Guys Like Me - you don't know me or anything about me! You should not talk about what you don't know! It shows your ignorance! 

Secondly my comment was mostly tongue and cheek.

But if you want to push the point - Don you proved my point - You would not got into the brush so you sent your dogs! 

That is what I was referring to. Guys having no problem serving their dogs up and putting them in harms way so they can sit back ambush hogs.


----------



## Jeff Threadgill (Jun 9, 2010)

Howard, I would have ran like hell too!

Don, I ashamed to say but I probably would have ran haha. The best place to shoot a bear is in the neck. Remember that big ass Alaskan bear that they finally killed several years back? I believe they said he was walking around with like 7 slugs in him, and had killed and ate several hunters. I believe they said he could almost look into a two story house window when stood up.


----------



## Don Turnipseed (Oct 8, 2006)

Shane Woodlief said:


> Guys Like Me - you don't know me or anything about me! You should not talk about what you don't know! It shows your ignorance!
> 
> Secondly my comment was mostly tongue and cheek.
> 
> ...


My comments were tongue and cheek also Shane. You obviously have never hunted over dogs but you seem to have something to say. And yes, I sent the dogs in because they are faster than hogs and just draw them out. I haven't met anyone that will crawl into the brush with 30 hogs. Besides, I have run myself. When the hogs that the dogs draw out are all 200lbs and up and number about 20 , you best try to keep up with the dogs because shooting one does not deter the older ones loke it does the less mature ones. You seemed to miss the point that when you hunt with dogs and they get in a jamb, you better have enough starch to get in and save the dogs. I have had hogs shake the dogs loose and come straight after me. One time a hogs head landed on my foot. He was coming for me and was so close the shot burned a lot of the hair on the back of his neck. Girl friend was wigging totally out down on the road and whar scared me is that she had a gun. One other time the dogs had hold of a bad boar, which is now on the wall, and there was blood everywhere. I have my 44 in my hand as I am pushing through the bush and the girl friend is somewhere behind me yelling," I am cocking my gun!! I am cocking my gun!!!" Scared me more than any hog since I was between her and the hog. I knew that was a bad hog because as I am running down the mountain, I saw three dogs doing somersaults 8' in the air. Keep in mind. We weren't even hunting, we just took the dogs for a walk in the mountains....but many walks ended up this way so we carried guns.


----------



## Don Turnipseed (Oct 8, 2006)

Jeff Threadgill said:


> Howard, I would have ran like hell too!
> 
> Don, I ashamed to say but I probably would have ran haha. The best place to shoot a bear is in the neck. Remember that big ass Alaskan bear that they finally killed several years back? I believe they said he was walking around with like 7 slugs in him, and had killed and ate several hunters. I believe they said he could almost look into a two story house window when stood up.
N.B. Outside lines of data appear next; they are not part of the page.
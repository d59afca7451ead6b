//! Tracing subscriber setup
//!
//! `RUST_LOG` wins over the configured level when it is set and non-empty.

use ps_shared::{LogFormat, LoggingConfig};
use tracing_subscriber::EnvFilter;

use crate::InfrastructureError;

/// Install the global subscriber described by `config`
///
/// Fails if the filter directives are invalid or a subscriber is already set.
pub fn init_tracing(config: &LoggingConfig) -> Result<(), InfrastructureError> {
    let env_directives = std::env::var(EnvFilter::DEFAULT_ENV).ok();
    let filter = build_filter(env_directives.as_deref(), &config.level)?;

    let builder = tracing_subscriber::fmt()
        .with_env_filter(filter)
        .with_ansi(config.colored)
        .with_file(config.source_location)
        .with_line_number(config.source_location)
        .with_target(true);

    let installed = match config.format {
        LogFormat::Json => builder.json().try_init(),
        LogFormat::Pretty => builder.pretty().try_init(),
        LogFormat::Compact => builder.compact().try_init(),
    };

    installed.map_err(|e| InfrastructureError::Config(format!("Failed to initialise logging: {}", e)))
}

/// Parse `env_directives` if present, else the configured `level`
pub fn build_filter(env_directives: Option<&str>, level: &str) -> Result<EnvFilter, InfrastructureError> {
    let directives = match env_directives {
        Some(directives) if !directives.trim().is_empty() => directives,
        _ => level,
    };

    EnvFilter::try_new(directives).map_err(|e| {
        InfrastructureError::Config(format!("Invalid log filter '{}': {}", directives, e))
    })
}

#[cfg(test)]
mod tests {
    use super::*;

    #[test]
    fn test_configured_level_is_used_without_env() {
        let filter = build_filter(None, "ps_core=debug,info").unwrap();
        assert!(filter.to_string().contains("ps_core=debug"));
    }

    #[test]
    fn test_env_directives_take_precedence() {
        let filter = build_filter(Some("ps_infra=trace"), "warn").unwrap();
        assert!(filter.to_string().contains("ps_infra=trace"));
    }

    #[test]
    fn test_blank_env_falls_back_to_level() {
        let filter = build_filter(Some("  "), "warn").unwrap();
        assert!(filter.to_string().contains("warn"));
    }

    #[test]
    fn test_invalid_directives_are_rejected() {
        let result = build_filter(None, "ps_core=loud");
        assert!(matches!(result, Err(InfrastructureError::Config(_))));
    }
}
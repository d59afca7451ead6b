//! Business services containing the token lifecycle logic.

pub mod cache;
pub mod clock;
pub mod token;

// Re-export commonly used types
pub use cache::{NoopVerificationCache, VerificationCache};
pub use clock::{Clock, ManualClock, SystemClock};
pub use token::{
    JwtTokenSigner, ReapResult, TokenReaper, TokenReaperConfig, TokenSecret, TokenService,
    TokenServiceConfig, TokenSigner,
};
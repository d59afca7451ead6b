//! MySQL repository implementations

mod refresh_token_repository;

pub use refresh_token_repository::MySqlRefreshTokenRepository;
//! # Infrastructure Layer
//!
//! Concrete adapters behind the PicShare authentication core:
//!
//! - **Database**: MySQL refresh token storage using SQLx
//! - **Cache**: In-process, byte-bounded access-token verification cache
//! - **Logging**: `tracing` subscriber setup driven by [`LoggingConfig`]
//!
//! ## Features
//!
//! - `mysql`: Enable MySQL database support (default)
//!
//! [`LoggingConfig`]: ps_shared::LoggingConfig

use ps_core::DomainError;

/// Database module - MySQL implementations using SQLx
#[cfg(feature = "mysql")]
pub mod database;

/// Cache module - in-process verification cache
pub mod cache;

/// Logging module - tracing subscriber initialisation
pub mod logging;

/// Infrastructure-specific error types
#[derive(Debug, thiserror::Error)]
pub enum InfrastructureError {
    /// Database connection or query error
    #[error("Database error: {0}")]
    Database(#[from] sqlx::Error),

    /// Configuration error
    #[error("Configuration error: {0}")]
    Config(String),

    /// Stored data that cannot be mapped back into the domain
    #[error("Corrupt record: {0}")]
    CorruptRecord(String),

    /// General infrastructure error
    #[error("Infrastructure error: {0}")]
    General(String),
}

impl From<InfrastructureError> for DomainError {
    fn from(error: InfrastructureError) -> Self {
        match error {
            InfrastructureError::Config(message) | InfrastructureError::General(message) => {
                DomainError::Internal { message }
            }
            other => DomainError::storage(other.to_string()),
        }
    }
}

#[cfg(test)]
mod tests {
    use super::*;

    #[test]
    fn test_database_errors_map_to_storage() {
        let error: DomainError = InfrastructureError::Database(sqlx::Error::PoolTimedOut).into();
        assert_eq!(error.error_code(), "STORAGE_ERROR");

        let error: DomainError = InfrastructureError::CorruptRecord("role".to_string()).into();
        assert_eq!(error.error_code(), "STORAGE_ERROR");
    }

    #[test]
    fn test_config_errors_map_to_internal() {
        let error: DomainError = InfrastructureError::Config("bad url".to_string()).into();
        assert_eq!(
            error,
            DomainError::Internal {
                message: "bad url".to_string()
            }
        );
    }
}
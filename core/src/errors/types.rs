//! Error kinds for token issuance, verification and refresh-token storage
//!
//! Messages stay generic on purpose: lower-level signing or decoding failures
//! never leak through these variants.

use std::fmt;

use thiserror::Error;

/// Access-token errors
#[derive(Error, Debug, Clone, PartialEq, Eq)]
pub enum TokenError {
    #[error("Token generation failed")]
    TokenGenerationFailed,

    #[error("Failed to extract token claims")]
    ClaimsExtractionError,

    #[error("Malformed subject claim: {subject}")]
    MalformedSubject { subject: String },

    #[error("Unsupported role claim: {role}")]
    UnsupportedRoleClaim { role: String },

    #[error("Token expired")]
    TokenExpired,
}

impl TokenError {
    pub fn error_code(&self) -> &'static str {
        match self {
            TokenError::TokenGenerationFailed => "TOKEN_GENERATION_FAILED",
            TokenError::ClaimsExtractionError => "CLAIMS_EXTRACTION_ERROR",
            TokenError::MalformedSubject { .. } => "MALFORMED_SUBJECT",
            TokenError::UnsupportedRoleClaim { .. } => "UNSUPPORTED_ROLE_CLAIM",
            TokenError::TokenExpired => "TOKEN_EXPIRED",
        }
    }
}

/// Refresh-token store errors
#[derive(Error, Debug, Clone, Copy, PartialEq, Eq)]
pub enum RefreshTokenError {
    #[error("Invalid refresh token")]
    InvalidRefreshToken,

    #[error("Refresh token already revoked")]
    RefreshTokenAlreadyRevoked,

    #[error("Refresh token is still valid")]
    RefreshTokenStillValid,
}

impl RefreshTokenError {
    pub fn error_code(&self) -> &'static str {
        match self {
            RefreshTokenError::InvalidRefreshToken => "INVALID_REFRESH_TOKEN",
            RefreshTokenError::RefreshTokenAlreadyRevoked => "REFRESH_TOKEN_ALREADY_REVOKED",
            RefreshTokenError::RefreshTokenStillValid => "REFRESH_TOKEN_STILL_VALID",
        }
    }
}

/// Every rule a decoded token broke, in the order the rules ran
///
/// Never empty: construction goes through [`ClaimViolations::new`], which
/// refuses an empty list.
#[derive(Debug, Clone, PartialEq, Eq)]
pub struct ClaimViolations(Vec<TokenError>);

impl ClaimViolations {
    pub fn new(errors: Vec<TokenError>) -> Option<Self> {
        if errors.is_empty() {
            None
        } else {
            Some(Self(errors))
        }
    }

    pub fn single(error: TokenError) -> Self {
        Self(vec![error])
    }

    pub fn errors(&self) -> &[TokenError] {
        &self.0
    }

    pub fn contains(&self, error: &TokenError) -> bool {
        self.0.contains(error)
    }

    pub fn len(&self) -> usize {
        self.0.len()
    }

    pub fn is_empty(&self) -> bool {
        self.0.is_empty()
    }

    pub(crate) fn merge(mut self, other: ClaimViolations) -> Self {
        self.0.extend(other.0);
        self
    }
}

impl IntoIterator for ClaimViolations {
    type Item = TokenError;
    type IntoIter = std::vec::IntoIter<TokenError>;

    fn into_iter(self) -> Self::IntoIter {
        self.0.into_iter()
    }
}

impl std::error::Error for ClaimViolations {}

impl fmt::Display for ClaimViolations {
    fn fmt(&self, f: &mut fmt::Formatter<'_>) -> fmt::Result {
        write!(f, "Invalid claims: ")?;
        for (i, error) in self.0.iter().enumerate() {
            if i > 0 {
                write!(f, "; ")?;
            }
            write!(f, "{}", error)?;
        }
        Ok(())
    }
}
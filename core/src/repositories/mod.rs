pub mod token;

pub use token::{InMemoryRefreshTokenRepository, RefreshTokenRepository};
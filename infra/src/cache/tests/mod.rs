//! Unit tests for the verification caches
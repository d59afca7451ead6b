//! Access token signing and claim extraction

use std::collections::HashSet;

use async_trait::async_trait;
use chrono::{DateTime, TimeZone, Utc};
use jsonwebtoken::{decode, encode, Algorithm, DecodingKey, EncodingKey, Header, Validation};
use serde::{Deserialize, Serialize};

use super::config::TokenSecret;
use crate::domain::entities::token::{AccessToken, Claims};
use crate::errors::TokenError;

/// Turns [`Claims`] into a tamper-evident token and back
///
/// `extract` only proves the token was signed with `secret` and is well
/// formed. Expiry, subject and role are checked afterwards by claims
/// validation.
#[async_trait]
pub trait TokenSigner: Send + Sync {
    async fn generate(&self, claims: &Claims, secret: &TokenSecret) -> Result<AccessToken, TokenError>;

    async fn extract(&self, token: &AccessToken, secret: &TokenSecret) -> Result<Claims, TokenError>;
}

/// Wire form of the claims: registered JWT names plus the `role` claim
///
/// No field has a serde default, so a token missing any claim fails to decode.
#[derive(Debug, Serialize, Deserialize)]
struct JwtClaims {
    iss: String,
    sub: String,
    aud: String,
    iat: i64,
    exp: i64,
    role: String,
}

/// HS512 JWT signer
#[derive(Debug, Clone)]
pub struct JwtTokenSigner {
    validation: Validation,
}

impl JwtTokenSigner {
    pub const ALGORITHM: Algorithm = Algorithm::HS512;

    pub fn new() -> Self {
        let mut validation = Validation::new(Self::ALGORITHM);
        validation.validate_exp = false;
        validation.validate_nbf = false;
        validation.validate_aud = false;
        validation.required_spec_claims = HashSet::new();

        Self { validation }
    }

    fn encode_claims(claims: &Claims, secret: &TokenSecret) -> Result<String, TokenError> {
        let payload = JwtClaims {
            iss: claims.issuer.clone(),
            sub: claims.subject.clone(),
            aud: claims.audience.clone(),
            iat: claims.issued_at.timestamp(),
            exp: claims.expires_at.timestamp(),
            role: claims.role.clone(),
        };

        encode(
            &Header::new(Self::ALGORITHM),
            &payload,
            &EncodingKey::from_secret(secret.as_bytes()),
        )
        .map_err(|e| {
            tracing::error!(error = %e, "Failed to sign access token");
            TokenError::TokenGenerationFailed
        })
    }

    fn decode_claims(&self, token: &str, secret: &TokenSecret) -> Result<Claims, TokenError> {
        let data = decode::<JwtClaims>(
            token,
            &DecodingKey::from_secret(secret.as_bytes()),
            &self.validation,
        )
        .map_err(|e| {
            tracing::debug!(error = %e, "Access token rejected during extraction");
            TokenError::ClaimsExtractionError
        })?;

        let payload = data.claims;
        Ok(Claims {
            issuer: payload.iss,
            subject: payload.sub,
            audience: payload.aud,
            role: payload.role,
            issued_at: from_epoch_seconds(payload.iat)?,
            expires_at: from_epoch_seconds(payload.exp)?,
        })
    }
}

impl Default for JwtTokenSigner {
    fn default() -> Self {
        Self::new()
    }
}

#[async_trait]
impl TokenSigner for JwtTokenSigner {
    async fn generate(&self, claims: &Claims, secret: &TokenSecret) -> Result<AccessToken, TokenError> {
        Self::encode_claims(claims, secret).map(AccessToken::new)
    }

    async fn extract(&self, token: &AccessToken, secret: &TokenSecret) -> Result<Claims, TokenError> {
        self.decode_claims(token.as_str(), secret)
    }
}

fn from_epoch_seconds(seconds: i64) -> Result<DateTime<Utc>, TokenError> {
    Utc.timestamp_opt(seconds, 0)
        .single()
        .ok_or(TokenError::ClaimsExtractionError)
}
Like I told Shane, I have run also. What is exciting is animals are totally unpredictable. You got to be ready for anything.


----------



## Alison Grubb (Nov 18, 2009)

I've seen that show a couple of times. Pretty interesting stuff.
I have two bulldogs that I would love to test on some hogs.


----------



## tracey schneider (May 7, 2008)

Yup mean and VERY destructive, razor blades hanging out of their mouth. Very big problem in the south....they are everywhere!

Lol @ howard funny stuff.

Fyi there are hunters who will take ya along for the ride if someone were interested esp if you're interested in trying your dogs. I had a couple of mine tested on a stocked range back in the day... But never went for the full enchilada.

Don, can you explain how exactly it is that you use your dogs. I am more familiar with the "bulldog" style as maureen state. Couple dogs that will actually catch and hold a hold to keep the man safe un approach after its been located and bayed by the curs. I'm not sure do you use your dogs as catchdogs or baydogs or some other way? Very curious as I never heard of sending bulldogs in so they could be chased out? 

T


----------



## Howard Knauf (May 10, 2008)

Don Turnipseed said:


> ... I head shot the first one with a 44 mag at about 30 yds and he never fired. I turned around and say him way down the mountain running for all he was worth. I never let him live that down.
> .



For me it was bow season only so I was sans firearm while hunting deer. I found out quick how much my bow slowed me down so I discarded it and had to find it later. Tracking a wounded hog w/o a gun rises the ol pucker factor....especially when you're not sure it's dead, with a group, in the dark, and in close quarters with no climbable trees.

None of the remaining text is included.